You will apply tree, bagging, random forests, and boosting methods to the `Caravan` data set with 5,822 observations on 86 variables with a binary response variable. This is a classification problem.

The data contains 5,822 real customer records. Each record consists of 86 variables, containing socio-demographic data (variables 1-43) and product ownership (variables 44-86). The socio-demographic data is derived from zip codes. All customers living in areas with the same zip code have the same socio-demographic attributes. Variable 86 (Purchase) is the target/response variable, indicating whether the customer purchased a caravan insurance policy. Further information on the individual variables can be obtained at http://www.liacs.nl/~putten/library/cc2000/data.html

Fit the models on the training set (as the split shown at the bottom codes) and to evaluate their performance on the test set. Use the R lab codes. Feel free to use other packs (caret) and k-fold methods if you like.


***
## Q1) (*Modeling*) 

a. Create a training set consisting from random 4,000 observations (shuffled and then split) with the seed with `set.seed(99)` and a test set consisting of the remaining observations (see the code at the bottom). Do a brief EDA on the target variable. Overall, describe the data. Do you think a samll number of predictors suffice to get the good results?

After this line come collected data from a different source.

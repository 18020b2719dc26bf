//! # Message kinds carried inside frames.
//!
//! Every kind has a fixed payload layout (big-endian, no padding):
//!
//! ```text
//! Ping:        seq:u64  t0:u64
//! Pong:        seq:u64  t0:u64  t1:u64
//! SensorFrame: seq:u64  ts:u64  a:f64  b:f64  c:f64
//! AlgoResult:  sensor_seq:u64  produced_ts:u64  out_value:f64  latency_ms:f64
//! StatusFrame: ts:u64  status_code:u32
//! ```
//!
//! Timestamps are nanoseconds since a process-local monotonic epoch
//! (see [`crate::clock`]); they are only meaningful as differences.

use bytes::{Buf, BufMut};

/// Wire type code of a message.
#[derive(Debug, Clone, Copy, PartialEq, Eq, Hash)]
pub enum MessageKind {
    Ping,
    Pong,
    SensorFrame,
    AlgoResult,
    /// Reserved; decodable but ignored by both endpoints.
    StatusFrame,
}

impl MessageKind {
    pub const fn to_u16(self) -> u16 {
        match self {
            Self::Ping => 1,
            Self::Pong => 2,
            Self::SensorFrame => 3,
            Self::AlgoResult => 4,
            Self::StatusFrame => 5,
        }
    }

    pub const fn from_u16(code: u16) -> Option<Self> {
        match code {
            1 => Some(Self::Ping),
            2 => Some(Self::Pong),
            3 => Some(Self::SensorFrame),
            4 => Some(Self::AlgoResult),
            5 => Some(Self::StatusFrame),
            _ => None,
        }
    }

    /// Fixed payload size in bytes for this kind.
    pub const fn payload_size(self) -> usize {
        match self {
            Self::Ping => Ping::SIZE,
            Self::Pong => Pong::SIZE,
            Self::SensorFrame => SensorFrame::SIZE,
            Self::AlgoResult => AlgoResult::SIZE,
            Self::StatusFrame => StatusFrame::SIZE,
        }
    }
}

/// Fixed-layout payload of one message kind.
///
/// `read_from` assumes the caller already checked that at least
/// [`Payload::SIZE`] bytes remain.
pub trait Payload: Sized {
    const KIND: MessageKind;
    const SIZE: usize;

    fn write_to(&self, buf: &mut impl BufMut);
    fn read_from(buf: &mut impl Buf) -> Self;
}

#[derive(Debug, Clone, Copy, PartialEq, Eq, Default)]
pub struct Ping {
    pub seq: u64,
    pub t0_ns: u64,
}

#[derive(Debug, Clone, Copy, PartialEq, Eq, Default)]
pub struct Pong {
    /// Echo of [`Ping::seq`].
    pub seq: u64,
    /// Echo of [`Ping::t0_ns`].
    pub t0_ns: u64,
    /// Worker clock when the reply was produced.
    pub t1_ns: u64,
}

#[derive(Debug, Clone, Copy, PartialEq, Default)]
pub struct SensorFrame {
    pub seq: u64,
    pub ts_ns: u64,
    pub a: f64,
    pub b: f64,
    pub c: f64,
}

#[derive(Debug, Clone, Copy, PartialEq, Default)]
pub struct AlgoResult {
    /// Sequence of the sensor frame this result was computed from.
    pub sensor_seq: u64,
    pub produced_ts_ns: u64,
    pub out_value: f64,
    /// Compute time measured by the worker.
    pub latency_ms: f64,
}

#[derive(Debug, Clone, Copy, PartialEq, Eq, Default)]
pub struct StatusFrame {
    pub ts_ns: u64,
    pub status_code: u32,
}

impl Payload for Ping {
    const KIND: MessageKind = MessageKind::Ping;
    const SIZE: usize = 16;

    fn write_to(&self, buf: &mut impl BufMut) {
        buf.put_u64(self.seq);
        buf.put_u64(self.t0_ns);
    }

    fn read_from(buf: &mut impl Buf) -> Self {
        Self {
            seq: buf.get_u64(),
            t0_ns: buf.get_u64(),
        }
    }
}

impl Payload for Pong {
    const KIND: MessageKind = MessageKind::Pong;
    const SIZE: usize = 24;

    fn write_to(&self, buf: &mut impl BufMut) {
        buf.put_u64(self.seq);
        buf.put_u64(self.t0_ns);
        buf.put_u64(self.t1_ns);
    }

    fn read_from(buf: &mut impl Buf) -> Self {
        Self {
            seq: buf.get_u64(),
            t0_ns: buf.get_u64(),
            t1_ns: buf.get_u64(),
        }
    }
}

impl Payload for SensorFrame {
    const KIND: MessageKind = MessageKind::SensorFrame;
    const SIZE: usize = 40;

    fn write_to(&self, buf: &mut impl BufMut) {
        buf.put_u64(self.seq);
        buf.put_u64(self.ts_ns);
        buf.put_f64(self.a);
        buf.put_f64(self.b);
        buf.put_f64(self.c);
    }

    fn read_from(buf: &mut impl Buf) -> Self {
        Self {
            seq: buf.get_u64(),
            ts_ns: buf.get_u64(),
            a: buf.get_f64(),
            b: buf.get_f64(),
            c: buf.get_f64(),
        }
    }
}

impl Payload for AlgoResult {
    const KIND: MessageKind = MessageKind::AlgoResult;
    const SIZE: usize = 32;

    fn write_to(&self, buf: &mut impl BufMut) {
        buf.put_u64(self.sensor_seq);
        buf.put_u64(self.produced_ts_ns);
        buf.put_f64(self.out_value);
        buf.put_f64(self.latency_ms);
    }

    fn read_from(buf: &mut impl Buf) -> Self {
        Self {
            sensor_seq: buf.get_u64(),
            produced_ts_ns: buf.get_u64(),
            out_value: buf.get_f64(),
            latency_ms: buf.get_f64(),
        }
    }
}

impl Payload for StatusFrame {
    const KIND: MessageKind = MessageKind::StatusFrame;
    const SIZE: usize = 12;

    fn write_to(&self, buf: &mut impl BufMut) {
        buf.put_u64(self.ts_ns);
        buf.put_u32(self.status_code);
    }

    fn read_from(buf: &mut impl Buf) -> Self {
        Self {
            ts_ns: buf.get_u64(),
            status_code: buf.get_u32(),
        }
    }
}

/// Any decoded message.
#[derive(Debug, Clone, Copy, PartialEq)]
pub enum Message {
    Ping(Ping),
    Pong(Pong),
    SensorFrame(SensorFrame),
    AlgoResult(AlgoResult),
    StatusFrame(StatusFrame),
}

impl Message {
    pub fn kind(&self) -> MessageKind {
        match self {
            Message::Ping(_) => MessageKind::Ping,
            Message::Pong(_) => MessageKind::Pong,
            Message::SensorFrame(_) => MessageKind::SensorFrame,
            Message::AlgoResult(_) => MessageKind::AlgoResult,
            Message::StatusFrame(_) => MessageKind::StatusFrame,
        }
    }

    pub(crate) fn write_payload(&self, buf: &mut impl BufMut) {
        match self {
            Message::Ping(m) => m.write_to(buf),
            Message::Pong(m) => m.write_to(buf),
            Message::SensorFrame(m) => m.write_to(buf),
            Message::AlgoResult(m) => m.write_to(buf),
            Message::StatusFrame(m) => m.write_to(buf),
        }
    }

    pub(crate) fn read_payload(kind: MessageKind, buf: &mut impl Buf) -> Self {
        match kind {
            MessageKind::Ping => Message::Ping(Ping::read_from(buf)),
            MessageKind::Pong => Message::Pong(Pong::read_from(buf)),
            MessageKind::SensorFrame => Message::SensorFrame(SensorFrame::read_from(buf)),
            MessageKind::AlgoResult => Message::AlgoResult(AlgoResult::read_from(buf)),
            MessageKind::StatusFrame => Message::StatusFrame(StatusFrame::read_from(buf)),
        }
    }
}

macro_rules! impl_from_payload {
    ($($ty:ident),*) => {
        $(impl From<$ty> for Message {
            fn from(m: $ty) -> Self {
                Message::$ty(m)
            }
        })*
    };
}

impl_from_payload!(Ping, Pong, SensorFrame, AlgoResult, StatusFrame);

b. Fit a `logistic regression` to the training set with `Purchase` as the response and all the other variables as predictors. Report the $Accuracy$ score on the train and test data sets. Discuss if any issues observed.

c. Fit a `classification tree` model to the training set with `Purchase` as the response and all the other variables as predictors. Use cross-validation `cv.tree()` in order to determine the optimal level of tree complexity and prune the tree. Then, report the $Accuracy$ score on the train and test data sets. If the R command gives errors, make necessary fixes to run the model. Discuss if any issues observed.

d. Use the `bagging approach` on the classification trees model to the training set with `Purchase` as the response and all the other variables as predictors. Report the $Accuracy$ score on the train and test data sets. Discuss if any issues observed.

e. Use the `random forests` on the classification trees model to the training set with `Purchase` as the response and all the other variables as predictors. Find the optimal `mtry` and `ntree` with a sophisticated choice (no mandatory to make cross-validation, just try some) and report these. Report the $Accuracy$ score on the train and test data sets. Discuss if any issues observed.


f. Perform `boosting` on the training set with `Purchase` as the response and all the other variables as predictors. Find the optimal `shrinkage` value and `ntree` with a sophisticated choice (no mandatory to make cross-validation, just try some) and report these. Report the $Accuracy$ score on the train and test data sets. Discuss if any issues observed.


***
## Q2) (*Discussion and Evaluation*) 

a. Overall, compare the five models (parts b-f) in Question#1. Which one is the best  in terms of $Accuracy$? Also, what fraction of the people predicted to make a purchase do in fact make one for on each model (use test data, what is called this score?)? Accuracy or this score: which one do you prefer to evaluate models? 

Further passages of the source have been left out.